Situé à 70 km à l’ouest d’Alger sur les rives de la Méditerranée, Tipasa, ancien comptoir punique, fut occupé par Rome, qui en fit une base stratégique pour la conquête des royaumes maurétaniens. Il comprend un ensemble unique de vestiges phéniciens, romains, paléochrétiens et byzantins, voisinant avec des monuments autochtones, tel le Kbor er Roumia, grand mausolée royal de Maurétanie.

Les vestiges architecturaux et archéologiques dedes sites de Tipasa illustrent des méthodes de construction et des traditions architecturales particulières au Maghreb antique. Intégrés dans leur espace naturel, ces sites présentent une singularité morphologique, urbanistique et architecturale qui les distingue des autres sites antiques méditerranéens et en fait un exemple unique. Tipasa reflète de manière très significative les contacts entre les civilisations indigènes et les vagues de colonisation punique et romaine entre le VIe siècle avant J.-C.et le VIe siècle de notre ère.

L’édifice funéraire monumental de forme circulaire, dit Mausolée royal de Maurétanie, associe une tradition architecturale locale du type basina, à un mode de couverture en chemise tronconique à gradins, fruit de différents apports notamment hellénistiques et pharaoniques.

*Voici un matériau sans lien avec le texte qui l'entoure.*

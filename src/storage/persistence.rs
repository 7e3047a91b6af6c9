//! Ledger persistence layer
//!
//! The ledger keeps two JSON documents, the block list and the pending
//! transaction pool. A [`DocumentStore`] saves and loads them whole.

use serde::de::DeserializeOwned;
use serde::Serialize;
use std::collections::HashMap;
use std::fs;
use std::io::{self, BufWriter, Write};
use std::path::PathBuf;
use std::sync::{Arc, Mutex};
use thiserror::Error;

/// Storage errors
#[derive(Error, Debug)]
pub enum StorageError {
    #[error("IO error: {0}")]
    IoError(#[from] io::Error),
    #[error("Serialization error: {0}")]
    SerializationError(#[from] serde_json::Error),
    #[error("Invalid data: {0}")]
    InvalidData(String),
}

/// Documents owned by one ledger instance
#[derive(Debug, Clone, Copy, PartialEq, Eq, Hash)]
pub enum Collection {
    Blocks,
    Transactions,
}

impl Collection {
    pub fn file_name(&self) -> &'static str {
        match self {
            Self::Blocks => "blocks.json",
            Self::Transactions => "transactions.json",
        }
    }
}

/// Whole-document storage. A write replaces the previous document entirely.
pub trait DocumentStore: Send + Sync {
    fn write(&self, collection: Collection, document: &[u8]) -> Result<(), StorageError>;

    /// `None` when the document was never written
    fn read(&self, collection: Collection) -> Result<Option<Vec<u8>>, StorageError>;
}

/// Serialize `items` and store them as `collection`
pub fn write_collection<T: Serialize>(
    store: &dyn DocumentStore,
    collection: Collection,
    items: &[T],
) -> Result<(), StorageError> {
    let document = serde_json::to_vec_pretty(items)?;
    store.write(collection, &document)
}

/// Load `collection`, empty when it was never written
pub fn read_collection<T: DeserializeOwned>(
    store: &dyn DocumentStore,
    collection: Collection,
) -> Result<Vec<T>, StorageError> {
    match store.read(collection)? {
        Some(document) => Ok(serde_json::from_slice(&document)?),
        None => Ok(Vec::new()),
    }
}

/// Storage configuration
#[derive(Debug, Clone)]
pub struct StorageConfig {
    pub data_dir: PathBuf,
    /// Instances sharing a data directory are kept apart by name
    pub instance_name: String,
}

impl Default for StorageConfig {
    fn default() -> Self {
        Self {
            data_dir: PathBuf::from(".ledger_data"),
            instance_name: "main".to_string(),
        }
    }
}

impl StorageConfig {
    pub fn instance_dir(&self) -> PathBuf {
        self.data_dir.join(&self.instance_name)
    }
}

/// One JSON file per collection under `<data_dir>/<instance_name>/`
#[derive(Debug, Clone)]
pub struct JsonFileStore {
    dir: PathBuf,
}

impl JsonFileStore {
    /// Create a store, creating its directory if needed
    pub fn new(config: &StorageConfig) -> Result<Self, StorageError> {
        let dir = config.instance_dir();
        fs::create_dir_all(&dir)?;
        Ok(Self { dir })
    }

    fn path(&self, collection: Collection) -> PathBuf {
        self.dir.join(collection.file_name())
    }

    /// Check if a document has been saved
    pub fn exists(&self, collection: Collection) -> bool {
        self.path(collection).exists()
    }
}

impl DocumentStore for JsonFileStore {
    fn write(&self, collection: Collection, document: &[u8]) -> Result<(), StorageError> {
        let path = self.path(collection);

        // Write to temporary file first
        let temp_path = path.with_extension("json.tmp");
        let file = fs::File::create(&temp_path)?;
        let mut writer = BufWriter::new(file);
        writer.write_all(document)?;
        writer.flush()?;

        // Atomic rename
        fs::rename(&temp_path, &path)?;

        log::debug!("Saved {} ({} bytes)", path.display(), document.len());
        Ok(())
    }

    fn read(&self, collection: Collection) -> Result<Option<Vec<u8>>, StorageError> {
        let path = self.path(collection);
        if !path.exists() {
            return Ok(None);
        }
        Ok(Some(fs::read(path)?))
    }
}

/// Volatile store. Clones share the same documents, so a ledger can be
/// reopened over a store it wrote to.
#[derive(Debug, Clone, Default)]
pub struct MemoryStore {
    documents: Arc<Mutex<HashMap<Collection, Vec<u8>>>>,
}

impl MemoryStore {
    pub fn new() -> Self {
        Self::default()
    }
}

impl DocumentStore for MemoryStore {
    fn write(&self, collection: Collection, document: &[u8]) -> Result<(), StorageError> {
        let mut documents = self
            .documents
            .lock()
            .map_err(|_| StorageError::InvalidData("memory store lock poisoned".to_string()))?;
        documents.insert(collection, document.to_vec());
        Ok(())
    }

    fn read(&self, collection: Collection) -> Result<Option<Vec<u8>>, StorageError> {
        let documents = self
            .documents
            .lock()
            .map_err(|_| StorageError::InvalidData("memory store lock poisoned".to_string()))?;
        Ok(documents.get(&collection).cloned())
    }
}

Le paysage de la vallée du M’Zab, créé au Xe siècle par les Ibadites autour de leurs cinq ksour, ou villages fortifiés, semble être resté intact. Simple, fonctionnelle et parfaitement adaptée à l’environnement, l’architecture du M’Zab a été conçue pour la vie en communauté, tout en respectant les structures familiales. C’est une source d’inspiration pour les urbanistes d’aujourd’hui constituant la marque, dans le désert, d’une civilisation sédentaire et urbaine porteuse d’une culture originale qui a su, par son génie propre, préserver sa cohésion à travers les siècles.

Ce modèle d’habitat a exercé une influence considérable pendant près d’un millénaire sur l’architecture et l’urbanisme arabes, y compris sur les architectes et urbanistes du XXe siècle, de Le Corbusier à Fernand Pouillon et André Raverau. Les trois éléments constitutifs des ensembles urbains et d’habitat de la Vallée du M’Zab : ksar, cimetière et palmeraie avec sa cité d’été, sont un témoignage exceptionnel de la culture ibadite à son apogée et du principe égalitaire qui était méticuleusement appliqué par la société mozabite qui, à travers d’ingénieux systèmes de captage et de répartition de l’eau et de création de palmeraie, a su réaliser une interaction extrêmement efficiente de l’homme avec un environnement semi-désertique.